▸ What you should do
Quote exactly the lines spanning from the top of the data below to the line that contains "use std::fmt;", including both.

(Beginning of Data supplied)

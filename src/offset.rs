//! Binlog 처리 위치 추적
//!
//! Binlog 파일명 + 위치로 재시작 지점을 표현합니다.
//! 예: "mysql-bin.000003" 파일의 4097 바이트 위치 → `mysql-bin.000003:4097`

use crate::error::{CdcError, Result};
use serde::{Deserialize, Serialize};
use std::fmt;
use std::str::FromStr;

/// 모든 binlog 파일은 4 바이트 매직 헤더 다음부터 이벤트가 시작됨
pub const BINLOG_START_POSITION: u64 = 4;

/// Binlog 파일 위치 정보
#[derive(Debug, Clone, Serialize, Deserialize, PartialEq, Eq, Hash)]
pub struct BinlogPosition {
    /// 바이너리 로그 파일명 (e.g., "mysql-bin.000001")
    pub filename: String,
    /// 바이트 위치
    pub position: u64,
}

impl BinlogPosition {
    pub fn new(filename: impl Into<String>, position: u64) -> Self {
        BinlogPosition {
            filename: filename.into(),
            position,
        }
    }

    /// 파일의 첫 이벤트 위치
    pub fn start_of(filename: impl Into<String>) -> Self {
        Self::new(filename, BINLOG_START_POSITION)
    }
}

impl fmt::Display for BinlogPosition {
    fn fmt(&self, f: &mut fmt::Formatter<'_>) -> fmt::Result {
        write!(f, "{}:{}", self.filename, self.position)
    }
}

impl FromStr for BinlogPosition {
    type Err = CdcError;

    /// `file:offset` 또는 `file` (offset 4) 형식
    fn from_str(s: &str) -> Result<Self> {
        let s = s.trim();
        if s.is_empty() {
            return Err(CdcError::ValidationError(
                "Binlog position cannot be empty".to_string(),
            ));
        }

        match s.rsplit_once(':') {
            Some((file, offset)) if !file.is_empty() => {
                let position = offset.parse::<u64>().map_err(|_| {
                    CdcError::ValidationError(format!("Invalid binlog offset: {}", offset))
                })?;
                Ok(BinlogPosition::new(file, position))
            }
            Some(_) => Err(CdcError::ValidationError(format!(
                "Missing binlog file name: {}",
                s
            ))),
            None => Ok(BinlogPosition::start_of(s)),
        }
    }
}
//! 변경 이벤트 출력

use crate::error::Result;
use crate::events::{ChangeEvent, Row};
use std::io::Write;

/// 변경 이벤트를 받는 쪽
pub trait EventSink {
    fn emit(&mut self, event: &ChangeEvent) -> Result<()>;

    fn flush(&mut self) -> Result<()> {
        Ok(())
    }
}

/// 콘솔 출력 형식
#[derive(Debug, Clone, Copy, PartialEq, Eq, Default, clap::ValueEnum)]
pub enum OutputFormat {
    /// 사람이 읽기 쉬운 여러 줄 형식
    #[default]
    Text,
    /// 이벤트당 JSON 한 줄
    Json,
}

/// `Write` 대상에 이벤트를 출력하는 sink
pub struct ConsoleSink<W: Write> {
    writer: W,
    format: OutputFormat,
    emitted: u64,
}

impl ConsoleSink<std::io::Stdout> {
    pub fn stdout(format: OutputFormat) -> Self {
        ConsoleSink::new(std::io::stdout(), format)
    }
}

impl<W: Write> ConsoleSink<W> {
    pub fn new(writer: W, format: OutputFormat) -> Self {
        ConsoleSink {
            writer,
            format,
            emitted: 0,
        }
    }

    pub fn emitted(&self) -> u64 {
        self.emitted
    }

    pub fn into_inner(self) -> W {
        self.writer
    }

    fn write_text(&mut self, event: &ChangeEvent) -> Result<()> {
        match event {
            ChangeEvent::Insert { table, row } => {
                writeln!(self.writer, "Insert into {}:", table)?;
                writeln!(self.writer, "{}", render_row(row)?)?;
            }
            ChangeEvent::Update {
                table,
                before,
                after,
            } => {
                writeln!(self.writer, "Update in {}:", table)?;
                writeln!(self.writer, "Before: {}", render_row(before)?)?;
                writeln!(self.writer, "After: {}", render_row(after)?)?;
            }
            ChangeEvent::Delete { table, row } => {
                writeln!(self.writer, "Delete from {}:", table)?;
                writeln!(self.writer, "{}", render_row(row)?)?;
            }
        }
        writeln!(self.writer, "---")?;
        Ok(())
    }
}

fn render_row(row: &Row) -> Result<String> {
    Ok(serde_json::to_string(row)?)
}

impl<W: Write> EventSink for ConsoleSink<W> {
    fn emit(&mut self, event: &ChangeEvent) -> Result<()> {
        match self.format {
            OutputFormat::Text => self.write_text(event)?,
            OutputFormat::Json => {
                serde_json::to_writer(&mut self.writer, event)?;
                writeln!(self.writer)?;
            }
        }
        self.emitted += 1;
        Ok(())
    }

    fn flush(&mut self) -> Result<()> {
        self.writer.flush()?;
        Ok(())
    }
}

#[cfg(test)]
mod tests {
    use super::*;
    use crate::events::CellValue;
    use crate::testing::row;

    fn john() -> Row {
        row(&[
            ("id", CellValue::Int(4)),
            ("name", "John".into()),
            ("email", "john@example.com".into()),
        ])
    }

    fn output(format: OutputFormat, events: &[ChangeEvent]) -> String {
        let mut sink = ConsoleSink::new(Vec::new(), format);
        for event in events {
            sink.emit(event).unwrap();
        }
        assert_eq!(sink.emitted(), events.len() as u64);
        String::from_utf8(sink.into_inner()).unwrap()
    }

    #[test]
    fn test_text_insert() {
        let text = output(
            OutputFormat::Text,
            &[ChangeEvent::Insert {
                table: "d.users".to_string(),
                row: john(),
            }],
        );
        assert_eq!(
            text,
            "Insert into d.users:\n{\"id\":4,\"name\":\"John\",\"email\":\"john@example.com\"}\n---\n"
        );
    }

    #[test]
    fn test_text_update_and_delete() {
        let mut after = john();
        after.insert("name".to_string(), "Johnny".into());

        let text = output(
            OutputFormat::Text,
            &[
                ChangeEvent::Update {
                    table: "d.users".to_string(),
                    before: john(),
                    after,
                },
                ChangeEvent::Delete {
                    table: "d.users".to_string(),
                    row: john(),
                },
            ],
        );
        let lines: Vec<&str> = text.lines().collect();
        assert_eq!(lines[0], "Update in d.users:");
        assert!(lines[1].starts_with("Before: ") && lines[1].contains("\"John\""));
        assert!(lines[2].starts_with("After: ") && lines[2].contains("\"Johnny\""));
        assert_eq!(lines[3], "---");
        assert_eq!(lines[4], "Delete from d.users:");
        assert_eq!(lines[6], "---");
    }

    #[test]
    fn test_json_lines() {
        let text = output(
            OutputFormat::Json,
            &[
                ChangeEvent::Insert {
                    table: "d.users".to_string(),
                    row: john(),
                },
                ChangeEvent::Delete {
                    table: "d.users".to_string(),
                    row: row(&[("id", CellValue::Int(4)), ("note", CellValue::Null)]),
                },
            ],
        );
        let lines: Vec<serde_json::Value> = text
            .lines()
            .map(|line| serde_json::from_str(line).unwrap())
            .collect();
        assert_eq!(lines.len(), 2);
        assert_eq!(lines[0]["type"], "insert");
        assert_eq!(lines[0]["table"], "d.users");
        assert_eq!(lines[0]["row"]["email"], "john@example.com");
        assert_eq!(lines[1]["type"], "delete");
        assert!(lines[1]["row"]["note"].is_null());
    }
}
//! MySQL Binlog 클라이언트
//!
//! 복제 클라이언트로 서버에 등록한 뒤 COM_BINLOG_DUMP로 이벤트를 받아
//! `RawNotification`으로 전달합니다.
//!
//! 재시작 위치 규칙:
//! - 행 이벤트는 앞선 TABLE_MAP 없이는 해석할 수 없으므로 checkpoint는 TABLE_MAP 그룹의 시작
//! - STMT_END 플래그가 있는 행 이벤트 뒤에서만 다음 이벤트 위치로 진행
//! - 그 외 이벤트는 열린 그룹이 없으면 이벤트 끝 위치

use crate::auth::{self, AuthPlugin};
use crate::binlog::{BinlogDecoder, BinlogEvent, LOG_EVENT_ARTIFICIAL_F};
use crate::column::ColumnInfo;
use crate::config::ConnectionProfile;
use crate::connection::{self, MySqlConnection};
use crate::error::{CdcError, Result};
use crate::events::{EventHeader, EventType, NotificationBody, RawNotification, TableMapData};
use crate::offset::BinlogPosition;
use crate::protocol::{
    command, is_eof_packet, read_null_terminated_string, ErrorPacket, GreetingPacket,
    PacketChannel,
};
use crate::source::{NotificationStream, ReplicationSource, SegmentCatalog};
use async_trait::async_trait;
use byteorder::{LittleEndian, WriteBytesExt};
use std::io::{Cursor, Write};
use tokio::io::{AsyncRead, AsyncWrite};
use tokio::net::TcpStream;
use tracing::{debug, info, warn};

/// MySQL 서버 어댑터
#[derive(Debug, Clone, Default)]
pub struct MySqlSource;

impl MySqlSource {
    pub fn new() -> Self {
        MySqlSource
    }
}

#[async_trait]
impl SegmentCatalog for MySqlSource {
    async fn list_segments(&self, profile: &ConnectionProfile) -> Result<Vec<String>> {
        connection::list_binary_logs(profile).await.map_err(into_connection_error)
    }
}

#[async_trait]
impl ReplicationSource for MySqlSource {
    type Stream = BinlogClient;

    async fn open(
        &self,
        profile: &ConnectionProfile,
        server_id: u32,
        position: &BinlogPosition,
    ) -> Result<BinlogClient> {
        BinlogClient::connect(profile, server_id, position)
            .await
            .map_err(into_connection_error)
    }
}

fn into_connection_error(e: CdcError) -> CdcError {
    match e {
        CdcError::ConnectionError(_) | CdcError::ValidationError(_) => e,
        other => CdcError::ConnectionError(other.to_string()),
    }
}

/// 테이블 컬럼 정보 조회 (관리용 연결을 필요할 때 엶)
pub struct SchemaLoader {
    profile: ConnectionProfile,
    conn: Option<MySqlConnection>,
}

impl SchemaLoader {
    pub fn with_connection(profile: ConnectionProfile, conn: MySqlConnection) -> Self {
        SchemaLoader {
            profile,
            conn: Some(conn),
        }
    }

    pub async fn load(&mut self, database: &str, table: &str) -> Result<Vec<ColumnInfo>> {
        if self.conn.is_none() {
            self.conn = Some(MySqlConnection::connect(&self.profile).await?);
        }
        let result = match self.conn.as_mut() {
            Some(conn) => conn.get_table_schema(database, table).await,
            None => Err(CdcError::NotConnected),
        };
        if result.is_err() {
            // 다음 조회에서 다시 연결
            self.conn = None;
        }
        result
    }

    pub async fn close(mut self) -> Result<()> {
        match self.conn.take() {
            Some(conn) => conn.close().await,
            None => Ok(()),
        }
    }
}

/// 핸드셰이크 및 인증
pub async fn authenticate<S>(
    channel: &mut PacketChannel<S>,
    profile: &ConnectionProfile,
) -> Result<GreetingPacket>
where
    S: AsyncRead + AsyncWrite + Unpin,
{
    let greeting = GreetingPacket::parse(&channel.read_packet().await?)?;
    info!(
        "MySQL Server version: {}, Thread ID: {}",
        greeting.server_version, greeting.thread_id
    );

    let plugin = AuthPlugin::from_name(&greeting.auth_plugin_name).unwrap_or_else(|| {
        debug!(
            plugin = %greeting.auth_plugin_name,
            "Unknown default auth plugin, answering with mysql_native_password"
        );
        AuthPlugin::NativePassword
    });

    let response = auth::create_handshake_response(
        profile.user(),
        profile.password(),
        Some(profile.database()),
        &greeting.scramble,
        profile.collation_id(),
        plugin,
    )
    .map_err(|e| CdcError::ConnectionError(format!("Failed to create auth response: {}", e)))?;
    channel.write_packet(&response).await?;

    loop {
        let packet = channel.read_packet().await?;
        match packet.first() {
            Some(0x00) => {
                info!("Authentication successful");
                return Ok(greeting);
            }
            Some(0xFF) => {
                let err = ErrorPacket::parse(&packet)?;
                return Err(CdcError::ConnectionError(format!(
                    "Authentication failed: {}",
                    err
                )));
            }
            Some(0xFE) => {
                // Auth switch: 플러그인 이름 + 새 nonce
                let mut cursor = Cursor::new(&packet[1..]);
                let name = read_null_terminated_string(&mut cursor)?;
                let rest = &packet[1 + cursor.position() as usize..];
                let nonce = rest.strip_suffix(&[0]).unwrap_or(rest);

                let switched = AuthPlugin::from_name(&name).ok_or_else(|| {
                    CdcError::ConnectionError(format!("Unsupported auth plugin: {}", name))
                })?;
                debug!(plugin = switched.name(), "Server requested auth switch");
                channel
                    .write_packet(&switched.scramble(profile.password(), nonce))
                    .await?;
            }
            Some(0x01) => match packet.get(1) {
                // caching_sha2_password fast auth 성공, 이어서 OK 패킷
                Some(0x03) => continue,
                Some(0x04) => {
                    return Err(CdcError::ConnectionError(
                        "caching_sha2_password full authentication needs TLS or RSA key exchange, \
                         which this client does not support"
                            .to_string(),
                    ))
                }
                _ => {
                    return Err(CdcError::ProtocolError(
                        "Unexpected auth-more-data packet".to_string(),
                    ))
                }
            },
            _ => {
                return Err(CdcError::ProtocolError(
                    "Unexpected authentication response".to_string(),
                ))
            }
        }
    }
}

/// COM_BINLOG_DUMP 본문 (명령 바이트 제외)
fn binlog_dump_payload(server_id: u32, position: &BinlogPosition) -> Result<Vec<u8>> {
    let offset = u32::try_from(position.position).map_err(|_| {
        CdcError::ValidationError(format!(
            "Binlog position {} does not fit the dump request",
            position.position
        ))
    })?;

    let mut buffer = Vec::new();
    buffer.write_u32::<LittleEndian>(offset)?;
    // Flags - 0이면 새 이벤트를 기다림 (blocking)
    buffer.write_u16::<LittleEndian>(0)?;
    buffer.write_u32::<LittleEndian>(server_id)?;
    buffer.write_all(position.filename.as_bytes())?;
    Ok(buffer)
}

/// COM_REGISTER_SLAVE 본문
fn register_replica_payload(server_id: u32) -> Result<Vec<u8>> {
    let mut buffer = Vec::new();
    buffer.write_u32::<LittleEndian>(server_id)?;
    buffer.write_u8(0)?; // hostname
    buffer.write_u8(0)?; // user
    buffer.write_u8(0)?; // password
    buffer.write_u16::<LittleEndian>(0)?; // port
    buffer.write_u32::<LittleEndian>(0)?; // replication rank
    buffer.write_u32::<LittleEndian>(0)?; // master id
    Ok(buffer)
}

/// Binlog 클라이언트
pub struct BinlogClient<S = TcpStream> {
    channel: PacketChannel<S>,
    decoder: BinlogDecoder,
    schema: Option<SchemaLoader>,
    /// 현재 binlog 파일
    file: String,
    /// 열린 그룹이 없을 때 재연결에 안전한 위치
    safe: BinlogPosition,
    /// 현재 TABLE_MAP 그룹 시작 오프셋
    group_start: Option<u64>,
    events_read: u64,
    closed: bool,
}

impl BinlogClient<TcpStream> {
    /// 서버에 연결하고 `position`부터 덤프 시작
    pub async fn connect(
        profile: &ConnectionProfile,
        server_id: u32,
        position: &BinlogPosition,
    ) -> Result<Self> {
        let mut admin = MySqlConnection::connect(profile).await?;
        let algorithm = match admin.binlog_checksum().await {
            Ok(algorithm) => algorithm,
            Err(e) => {
                if let Err(close_err) = admin.close().await {
                    warn!("Admin connection did not close cleanly: {}", close_err);
                }
                return Err(e);
            }
        };
        let checksum = !algorithm.eq_ignore_ascii_case("NONE");
        debug!(%algorithm, "Server binlog checksum");

        let schema = SchemaLoader::with_connection(profile.clone(), admin);

        let channel = async {
            let mut channel = PacketChannel::connect(profile.host(), profile.port()).await?;
            authenticate(&mut channel, profile).await?;
            Ok::<_, CdcError>(channel)
        }
        .await;

        match channel {
            Ok(channel) => BinlogClient::start(channel, server_id, position, checksum, Some(schema)).await,
            Err(e) => {
                if let Err(close_err) = schema.close().await {
                    warn!("Admin connection did not close cleanly: {}", close_err);
                }
                Err(e)
            }
        }
    }
}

(End of Data supplied)

▸ Exercise response
filename src/offset.rs
//! Binlog 처리 위치 추적
//!
//! Binlog 파일명 + 위치로 재시작 지점을 표현합니다.
//! 예: "mysql-bin.000003" 파일의 4097 바이트 위치 → `mysql-bin.000003:4097`

use crate::error::{CdcError, Result};
use serde::{Deserialize, Serialize};
use std::fmt;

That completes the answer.